News Analysis

George W. Bush’s proposed 2006 budget is actually the strategic plan for his second term. Read carefully, the budget reveals the real agenda of this administration, and helps clear away the usual rhetoric designed to conceal and confuse.

The stakes are high. Once put into place, the overall structure of federal spending — and thus the substance of government programs — will be fixed until 2010.

Bush’s proposed program has three pillars that reinforce each other.

1. Feed the rich. The budget aims to make permanent the 2001 tax cuts and initiate new ones that together will cost $2.4 trillion over the next 10 years. The greater part of this will go directly into the pockets of those making $100,000 or more. If made permanent, the previous tax cuts alone will add $1.9 trillion over the next 10 years to the pockets of the top 1 percent of taxpayers. These tax cuts are responsible for 48 percent of the current federal deficit. (Military spending is responsible for the bulk of the remainder, 37 percent of the total.)

Aside from pure greed, which shouldn’t be underestimated, the strategic thrust of this proposal is to consolidate the wealthy behind Bush’s reactionary social agenda. Unless these tax giveaways are blocked, there will be no possibility of sustaining current levels of funding for basic social programs, as inadequately funded as these are.

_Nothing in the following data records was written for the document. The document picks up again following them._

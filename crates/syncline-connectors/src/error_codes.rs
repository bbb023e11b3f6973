//! Syncline structured error code registry.
//!
//! Every error raised by the connector layer carries a stable `SYN-NNNN`
//! code that is:
//! - Present in the error message (grep-able in logs)
//! - Present in the source code (grep-able in code)
//! - Stable across versions (codes are never reused)
//!
//! # Code Ranges
//!
//! | Range | Category |
//! |-------|----------|
//! | `SYN-0xxx` | General / configuration |
//! | `SYN-2xxx` | Reader protocol |
//! | `SYN-4xxx` | Serialization / state |
//! | `SYN-5xxx` | Discovery / I/O |
//! | `SYN-6xxx` | Checkpoint / recovery |
//! | `SYN-7xxx` | Engine housekeeping |
//! | `SYN-8xxx` | Internal / should-not-happen |

// ── General / Configuration (SYN-0xxx) ──

/// Invalid configuration value.
pub const INVALID_CONFIG: &str = "SYN-0001";
/// Missing required configuration key.
pub const MISSING_CONFIG: &str = "SYN-0002";
/// Operation invoked before `open()`.
pub const NOT_OPENED: &str = "SYN-0003";
/// Operation invoked after `close()`.
pub const CLOSED: &str = "SYN-0004";

// ── Reader protocol (SYN-2xxx) ──

/// Split request or return from a reader that never registered.
pub const UNREGISTERED_READER: &str = "SYN-2001";
/// Subtask id outside the job's parallelism.
pub const INVALID_SUBTASK: &str = "SYN-2002";

// ── Serialization / State (SYN-4xxx) ──

/// Enumerator state could not be serialized or deserialized.
pub const STATE_SERIALIZATION: &str = "SYN-4001";
/// Enumerator state failed an integrity check.
pub const STATE_CORRUPTION: &str = "SYN-4002";
/// Enumerator state was written by an unknown format version.
pub const STATE_VERSION: &str = "SYN-4003";

// ── Discovery / I/O (SYN-5xxx) ──

/// Discovery adapter failed transiently; the call is being retried.
pub const DISCOVERY_RETRY: &str = "SYN-5001";
/// Discovery adapter failed after exhausting retries.
pub const DISCOVERY_EXHAUSTED: &str = "SYN-5002";
/// Catalog listing failed during incremental discovery.
pub const CATALOG_LIST_FAILED: &str = "SYN-5003";
/// Releasing discovery resources failed during close.
pub const RESOURCE_RELEASE: &str = "SYN-5004";

// ── Checkpoint / recovery (SYN-6xxx) ──

/// Snapshot requested with a checkpoint id older than a previous one.
pub const CHECKPOINT_REGRESSION: &str = "SYN-6001";
/// Persisted snapshot skipped during recovery.
pub const SNAPSHOT_SKIPPED: &str = "SYN-6002";

// ── Engine housekeeping (SYN-7xxx) ──

/// Log retention cron expression could not be parsed.
pub const INVALID_CRON: &str = "SYN-7001";
/// Log directory is missing or not a directory.
pub const INVALID_LOG_DIR: &str = "SYN-7002";
/// A log file could not be deleted.
pub const LOG_DELETE_FAILED: &str = "SYN-7003";
/// Cron schedule has no future fire time.
pub const SCHEDULE_EXHAUSTED: &str = "SYN-7004";

// ── Internal (SYN-8xxx) ──

/// Coordinator task stopped unexpectedly.
pub const COORDINATOR_GONE: &str = "SYN-8001";
/// Coordinator already failed and refuses further work.
pub const COORDINATOR_FAILED: &str = "SYN-8002";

2. Starve the poor. The budget is not aimed at decreasing government spending. This budget will actually increase government spending over the next period. Its aim is to decrease spending on social welfare. According to estimates from the Center on Budget and Policy Priorities, the budget will necessitate cuts averaging 16 percent over the next five years in already underfunded domestic discretionary programs. These include education, low-income assistance, HIV/AIDS treatment, housing, veterans’ benefits and environmental protection. On top of this, the budget requires a $45 billion cut in Medicaid funding. Coupled with the attack on Social Security, this plan amounts to nothing less then an attempt to destroy the foundations of the Welfare State built up over the past 70 years.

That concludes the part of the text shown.